Anak muda itu ingin sekali pergi ke negri Belanda untuk belajar menjadi dokter. Sayang sekali keadaan keuangnnya tidak memungkinkan. Gaji ayahnya Cuma f 150 sebulan. Jika dikehendaki rasanya mau dia bekerja sebagai kelasi kapal, asalakan boleh ia berlayar ke negeri Belanda.
Alangkah indahnya andai pemerintah bisa membiayai seluruh pendidikannya yang berjumlah kira-kira 8.000 Gulden. Bila tidak mungkin, kami akan berterima kasih, apabila Salim dapat menerima 4.800 Gulden yang disediakan oleh kami itu. Untuk sisa kurangnya kami dapat meminta bantuan orang lain.”
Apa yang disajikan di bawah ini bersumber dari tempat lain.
//! Error types for the alert-engine crate.

use thiserror::Error;

/// Errors that can occur in the alerting engine.
#[derive(Debug, Error)]
pub enum AlertError {
    /// Invalid alert rule configuration.
    #[error("invalid alert rule: {reason}")]
    InvalidRule {
        /// The reason the rule is invalid.
        reason: String,
    },

    /// Alert rule with the given ID was not found.
    #[error("rule not found: {id}")]
    RuleNotFound {
        /// The rule ID that was not found.
        id: String,
    },

    /// Alert with the given ID was not found.
    #[error("alert not found: {id}")]
    AlertNotFound {
        /// The alert ID that was not found.
        id: String,
    },

    /// Notification delivery failed on a channel.
    #[error("notification via '{channel}' failed: {reason}")]
    NotificationFailed {
        /// The channel that failed.
        channel: String,
        /// The reason the notification failed.
        reason: String,
    },

    /// Failed to evaluate a rule.
    #[error("rule evaluation failed: {reason}")]
    EvaluationError {
        /// The reason the evaluation failed.
        reason: String,
    },

    /// The metric source could not provide a value.
    #[error("failed to fetch metric '{metric}': {reason}")]
    MetricFetch {
        /// The metric that was requested.
        metric: String,
        /// The reason the fetch failed.
        reason: String,
    },

    /// An external call did not complete in time.
    #[error("{operation} timed out after {after_ms}ms")]
    Timeout {
        /// The operation that timed out.
        operation: String,
        /// The timeout that elapsed, in milliseconds.
        after_ms: u64,
    },

    /// Invalid engine configuration.
    #[error("invalid configuration: {reason}")]
    InvalidConfig {
        /// The reason the configuration is invalid.
        reason: String,
    },

    /// The scheduler could not be started.
    #[error("scheduler error: {reason}")]
    Scheduler {
        /// The reason the scheduler failed.
        reason: String,
    },
}

/// Result type for alert operations.
pub type Result<T> = std::result::Result<T, AlertError>;
//! Notification fan-out.
//!
//! The [`NotificationDispatcher`] maps channel ids to registered
//! [`NotificationService`]s and delivers one alert to several channels
//! concurrently. A failing or slow channel never prevents the others from
//! delivering.

use std::collections::HashMap;
use std::fmt;
use std::sync::Arc;
use std::time::Duration;

use futures::future::join_all;
use parking_lot::RwLock;
use tracing::{debug, warn};

use crate::channels::NotificationService;
use crate::error::AlertError;
use crate::types::Alert;

/// Default per-channel send timeout.
pub const DEFAULT_SEND_TIMEOUT: Duration = Duration::from_secs(10);

/// Routes alerts to notification services by channel id.
#[derive(Clone)]
pub struct NotificationDispatcher {
    services: Arc<RwLock<HashMap<String, Arc<dyn NotificationService>>>>,
    send_timeout: Duration,
}

impl NotificationDispatcher {
    /// Creates a dispatcher that gives each channel `send_timeout` to deliver.
    #[must_use]
    pub fn new(send_timeout: Duration) -> Self {
        Self {
            services: Arc::new(RwLock::new(HashMap::new())),
            send_timeout,
        }
    }

    /// Registers a service under its channel id.
    ///
    /// Returns the service previously registered for that channel, if any.
    pub fn register(
        &self,
        service: Arc<dyn NotificationService>,
    ) -> Option<Arc<dyn NotificationService>> {
        let channel = service.channel().to_string();
        debug!(channel = %channel, "notification service registered");
        self.services.write().insert(channel, service)
    }

    /// Removes the service for `channel`. Returns true if one was registered.
    pub fn unregister(&self, channel: &str) -> bool {
        self.services.write().remove(channel).is_some()
    }

    /// Returns true if a service handles `channel`.
    #[must_use]
    pub fn is_registered(&self, channel: &str) -> bool {
        self.services.read().contains_key(channel)
    }

    /// Returns the registered channel ids, sorted.
    #[must_use]
    pub fn channels(&self) -> Vec<String> {
        let mut channels: Vec<String> = self.services.read().keys().cloned().collect();
        channels.sort();
        channels
    }

    /// Delivers `alert` on each of `channels` concurrently.
    ///
    /// Unregistered and unconfigured channels are skipped. Returns the
    /// channels that delivered, in request order.
    pub async fn deliver(&self, alert: &Alert, channels: &[String]) -> Vec<String> {
        let mut targets: Vec<(String, Arc<dyn NotificationService>)> = Vec::new();
        {
            let services = self.services.read();
            for channel in channels {
                if targets.iter().any(|(c, _)| c == channel) {
                    continue;
                }
                match services.get(channel) {
                    Some(service) if service.is_configured() => {
                        targets.push((channel.clone(), Arc::clone(service)));
                    }
                    Some(_) => {
                        warn!(alert_id = %alert.id, channel = %channel, "notification service not configured, skipping");
                    }
                    None => {
                        warn!(alert_id = %alert.id, channel = %channel, "no notification service registered, skipping");
                    }
                }
            }
        }

        let timeout_ms = u64::try_from(self.send_timeout.as_millis()).unwrap_or(u64::MAX);
        let sends = targets.iter().map(|(channel, service)| async move {
            let outcome = tokio::time::timeout(self.send_timeout, service.send(alert)).await;
            match outcome {
                Ok(Ok(true)) => {
                    debug!(alert_id = %alert.id, channel = %channel, "notification sent");
                    true
                }
                Ok(Ok(false)) => {
                    warn!(alert_id = %alert.id, channel = %channel, "notification declined by channel");
                    false
                }
                Ok(Err(e)) => {
                    warn!(alert_id = %alert.id, channel = %channel, error = %e, "notification failed");
                    false
                }
                Err(_) => {
                    let e = AlertError::Timeout {
                        operation: format!("notification via '{channel}'"),
                        after_ms: timeout_ms,
                    };
                    warn!(alert_id = %alert.id, channel = %channel, error = %e, "notification failed");
                    false
                }
            }
        });

        let results = join_all(sends).await;

        targets
            .into_iter()
            .zip(results)
            .filter_map(|((channel, _), ok)| ok.then_some(channel))
            .collect()
    }

    /// Delivers `alert` and appends the succeeding channels to `alert.sent_to`.
    ///
    /// Returns true if at least one channel delivered.
    pub async fn send(&self, alert: &mut Alert, channels: &[String]) -> bool {
        let delivered = self.deliver(alert, channels).await;
        for channel in &delivered {
            if !alert.sent_to.contains(channel) {
                alert.sent_to.push(channel.clone());
            }
        }
        !delivered.is_empty()
    }
}

impl Default for NotificationDispatcher {
    fn default() -> Self {
        Self::new(DEFAULT_SEND_TIMEOUT)
    }
}

impl fmt::Debug for NotificationDispatcher {
    fn fmt(&self, f: &mut fmt::Formatter<'_>) -> fmt::Result {
        f.debug_struct("NotificationDispatcher")
            .field("channels", &self.channels())
            .field("send_timeout", &self.send_timeout)
            .finish()
    }
}

#[cfg(test)]
mod tests {
    use super::*;
    use crate::channels::LogChannel;
    use crate::testing::{ChannelBehavior, FakeChannel};
    use crate::types::{AlertContext, AlertRule, RuleType};

    fn test_alert() -> Alert {
        let rule = AlertRule::builder("HighCPU", RuleType::Threshold, "cpu_usage")
            .threshold(80.0)
            .build()
            .unwrap();
        Alert::from_rule(&rule, 85.0.into(), AlertContext::new())
    }

    fn channels(ids: &[&str]) -> Vec<String> {
        ids.iter().map(|s| (*s).to_string()).collect()
    }

    #[test]
    fn register_and_unregister() {
        let dispatcher = NotificationDispatcher::default();
        assert!(dispatcher.register(Arc::new(LogChannel::new("email"))).is_none());
        assert!(dispatcher.register(Arc::new(LogChannel::new("email"))).is_some());
        assert!(dispatcher.is_registered("email"));
        assert_eq!(dispatcher.channels(), vec!["email".to_string()]);

        assert!(dispatcher.unregister("email"));
        assert!(!dispatcher.unregister("email"));
    }

    #[tokio::test]
    async fn partial_failure_records_successes() {
        let dispatcher = NotificationDispatcher::default();
        let email = FakeChannel::new("email", ChannelBehavior::Succeed);
        let slack = FakeChannel::new("slack", ChannelBehavior::Fail);
        dispatcher.register(Arc::new(email.clone()));
        dispatcher.register(Arc::new(slack.clone()));

        let mut alert = test_alert();
        let ok = dispatcher.send(&mut alert, &channels(&["email", "slack"])).await;

        assert!(ok);
        assert_eq!(alert.sent_to, vec!["email".to_string()]);
        assert_eq!(email.calls(), 1);
        assert_eq!(slack.calls(), 1);
    }

    #[tokio::test]
    async fn all_failing_returns_false() {
        let dispatcher = NotificationDispatcher::default();
        dispatcher.register(Arc::new(FakeChannel::new("email", ChannelBehavior::Fail)));
        dispatcher.register(Arc::new(FakeChannel::new("sms", ChannelBehavior::Decline)));

        let mut alert = test_alert();
        assert!(!dispatcher.send(&mut alert, &channels(&["email", "sms"])).await);
        assert!(alert.sent_to.is_empty());
    }

    #[tokio::test]
    async fn unregistered_and_unconfigured_are_skipped() {
        let dispatcher = NotificationDispatcher::default();
        let disabled = FakeChannel::new("pager", ChannelBehavior::Succeed).unconfigured();
        dispatcher.register(Arc::new(disabled.clone()));
        dispatcher.register(Arc::new(FakeChannel::new("email", ChannelBehavior::Succeed)));

        let delivered = dispatcher
            .deliver(&test_alert(), &channels(&["webhook", "pager", "email"]))
            .await;

        assert_eq!(delivered, vec!["email".to_string()]);
        assert_eq!(disabled.calls(), 0);
    }

    #[tokio::test]
    async fn results_follow_request_order() {
        let dispatcher = NotificationDispatcher::default();
        for id in ["a", "b", "c"] {
            dispatcher.register(Arc::new(FakeChannel::new(id, ChannelBehavior::Succeed)));
        }

        let delivered = dispatcher
            .deliver(&test_alert(), &channels(&["c", "a", "b", "a"]))
            .await;
        assert_eq!(delivered, channels(&["c", "a", "b"]));
    }

    #[tokio::test(start_paused = true)]
    async fn slow_channel_times_out() {
        let dispatcher = NotificationDispatcher::new(Duration::from_millis(100));
        dispatcher.register(Arc::new(FakeChannel::new("slow", ChannelBehavior::Hang)));
        dispatcher.register(Arc::new(FakeChannel::new("fast", ChannelBehavior::Succeed)));

        let delivered = dispatcher
            .deliver(&test_alert(), &channels(&["slow", "fast"]))
            .await;
        assert_eq!(delivered, vec!["fast".to_string()]);
    }
}
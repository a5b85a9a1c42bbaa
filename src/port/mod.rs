//! Port allocation for the backend / frontend pair.
//!
//! A port is "free" when a fresh TCP socket can be bound to it on the loopback
//! interface. The probe socket is closed right away, so nothing is reserved: another
//! process may still grab the port between the probe and the child's own bind.

use std::net::{Ipv4Addr, SocketAddr, SocketAddrV4};

use socket2::{Domain, Protocol, Socket, Type};

use crate::supervisor::SupervisorError;

/// Default number of ports tried after the preferred one.
pub const DEFAULT_MAX_ATTEMPTS: u16 = 100;

/// Resolved ports for one run. Fixed once resolved.
#[derive(Debug, Clone, Copy, PartialEq, Eq)]
pub struct PortAssignment {
    pub backend: u16,
    pub frontend: u16,
}

/// Check whether `port` can be bound on 127.0.0.1 right now.
///
/// `SO_REUSEADDR` is left off on purpose so that an existing listener on the
/// port always makes the bind fail.
pub fn is_port_available(port: u16) -> bool {
    if port == 0 {
        return false;
    }
    let addr = SocketAddr::V4(SocketAddrV4::new(Ipv4Addr::LOCALHOST, port));
    let socket = match Socket::new(Domain::IPV4, Type::STREAM, Some(Protocol::TCP)) {
        Ok(s) => s,
        Err(e) => {
            tracing::debug!("Failed to create probe socket: {}", e);
            return false;
        }
    };
    let free = socket.bind(&addr.into()).and_then(|_| socket.listen(1)).is_ok();
    tracing::trace!("Probe 127.0.0.1:{} → {}", port, if free { "free" } else { "in use" });
    free
}

/// Return `preferred` if it is free, otherwise the first free port among
/// `preferred + 1 ..= preferred + max_attempts`.
pub fn resolve_port(preferred: u16, max_attempts: u16) -> Result<u16, SupervisorError> {
    resolve_port_with(preferred, max_attempts, is_port_available)
}

/// Same scan as [`resolve_port`], with the availability check supplied by the caller.
pub fn resolve_port_with<F>(
    preferred: u16,
    max_attempts: u16,
    mut probe: F,
) -> Result<u16, SupervisorError>
where
    F: FnMut(u16) -> bool,
{
    if preferred == 0 {
        return Err(SupervisorError::InvalidPort(preferred));
    }

    for offset in 0..=max_attempts {
        // 65535를 넘으면 중단 (wraparound 없음)
        let Some(port) = preferred.checked_add(offset) else {
            break;
        };
        if probe(port) {
            if offset > 0 {
                tracing::info!("Port {} is in use, using {} instead", preferred, port);
            }
            return Ok(port);
        }
        tracing::debug!("Port {} is in use", port);
    }

    Err(SupervisorError::PortExhaustion {
        preferred,
        attempts: max_attempts,
    })
}
use tokio::io::{AsyncBufReadExt, AsyncRead, BufReader};
use tokio::process::{Child, Command as TokioCommand};
use tokio::sync::mpsc;
use tokio::time::Instant;

use super::SupervisorError;
use crate::utils::detach_process_group;

// ─── Roles & Output ──────────────────────────────────────────

#[derive(Debug, Clone, Copy, PartialEq, Eq, Hash)]
pub enum Role {
    Backend,
    Frontend,
}

impl Role {
    pub fn label(self) -> &'static str {
        match self {
            Self::Backend => "backend",
            Self::Frontend => "frontend",
        }
    }

    pub fn title(self) -> &'static str {
        match self {
            Self::Backend => "Backend",
            Self::Frontend => "Frontend",
        }
    }

    /// Console prefix for lines coming from this child.
    pub fn prefix(self) -> &'static str {
        match self {
            Self::Backend => "🖥️  [backend]",
            Self::Frontend => "🌐 [frontend]",
        }
    }
}

impl fmt::Display for Role {
    fn fmt(&self, f: &mut fmt::Formatter<'_>) -> fmt::Result {
        f.write_str(self.label())
    }
}

#[derive(Debug, Clone, Copy, PartialEq, Eq)]
pub enum OutputStream {
    Stdout,
    Stderr,
}

/// A single line of output from a managed child.
#[derive(Debug, Clone, PartialEq, Eq)]
pub struct OutputLine {
    pub role: Role,
    pub stream: OutputStream,
    /// Line content without the trailing newline
    pub content: String,
}

// ─── Launch & Exit ───────────────────────────────────────────

/// Everything needed to start one child.
#[derive(Debug, Clone)]
pub struct LaunchSpec {
    pub role: Role,
    pub working_dir: PathBuf,
    pub program: String,
    pub args: Vec<String>,
    /// Merged over the inherited environment; overlay wins on collision.
    pub env: BTreeMap<String, String>,
}

/// How a child ended.
#[derive(Debug, Clone, Copy, PartialEq, Eq)]
pub struct ExitReport {
    pub role: Role,
    pub pid: u32,
    /// Exit code, absent when the child was killed by a signal
    pub code: Option<i32>,
    pub signal: Option<i32>,
}

impl ExitReport {
    fn new(role: Role, pid: u32, status: ExitStatus) -> Self {
        #[cfg(unix)]
        let signal = {
            use std::os::unix::process::ExitStatusExt;
            status.signal()
        };
        #[cfg(not(unix))]
        let signal = None;

        Self {
            role,
            pid,
            code: status.code(),
            signal,
        }
    }

    pub fn success(&self) -> bool {
        self.code == Some(0)
    }
}

impl fmt::Display for ExitReport {
    fn fmt(&self, f: &mut fmt::Formatter<'_>) -> fmt::Result {
        match (self.code, self.signal) {
            (Some(code), _) => write!(f, "{} exited with code {}", self.role, code),
            (None, Some(sig)) => write!(f, "{} was killed by signal {}", self.role, sig),
            (None, None) => write!(f, "{} exited", self.role),
        }
    }
}

// ─── Managed Process ─────────────────────────────────────────

/// A child process owned by the supervisor.
pub struct ManagedProcess {
    role: Role,
    pid: u32,
    program: String,
    args: Vec<String>,
    env: BTreeMap<String, String>,
    child: Child,
    exit_status: Option<ExitStatus>,
}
Itulah salah satu hal yang membuat RA Kartini menaruh perhatian khusus kepada pemuda berotak cerdas bernama Salim. Tentu sangat disayangkan, bila saat itu kecerdasannya harus lumpuh dan cita-citanya pupus hanya karena terhimpit persoalan ekonomi.
RA Kartini menyampaikan hal itu kepada sahabatnya di Belanda sebagai usaha agar Salim, pemuda harapan bangsa itu, bisa mengembangkan dirinya dan memberikan kemanfaatan yang besar bagi bangsa Indonesia.
“…Banyak sekali yang dapat dilakukan Salim sebagai dokter untuk rakyatnya. Dan, sesungguhnyalah idaman Salim untuk bekerja bagi rakyat kita,” demikian kata RA Kartini dalam suratnya.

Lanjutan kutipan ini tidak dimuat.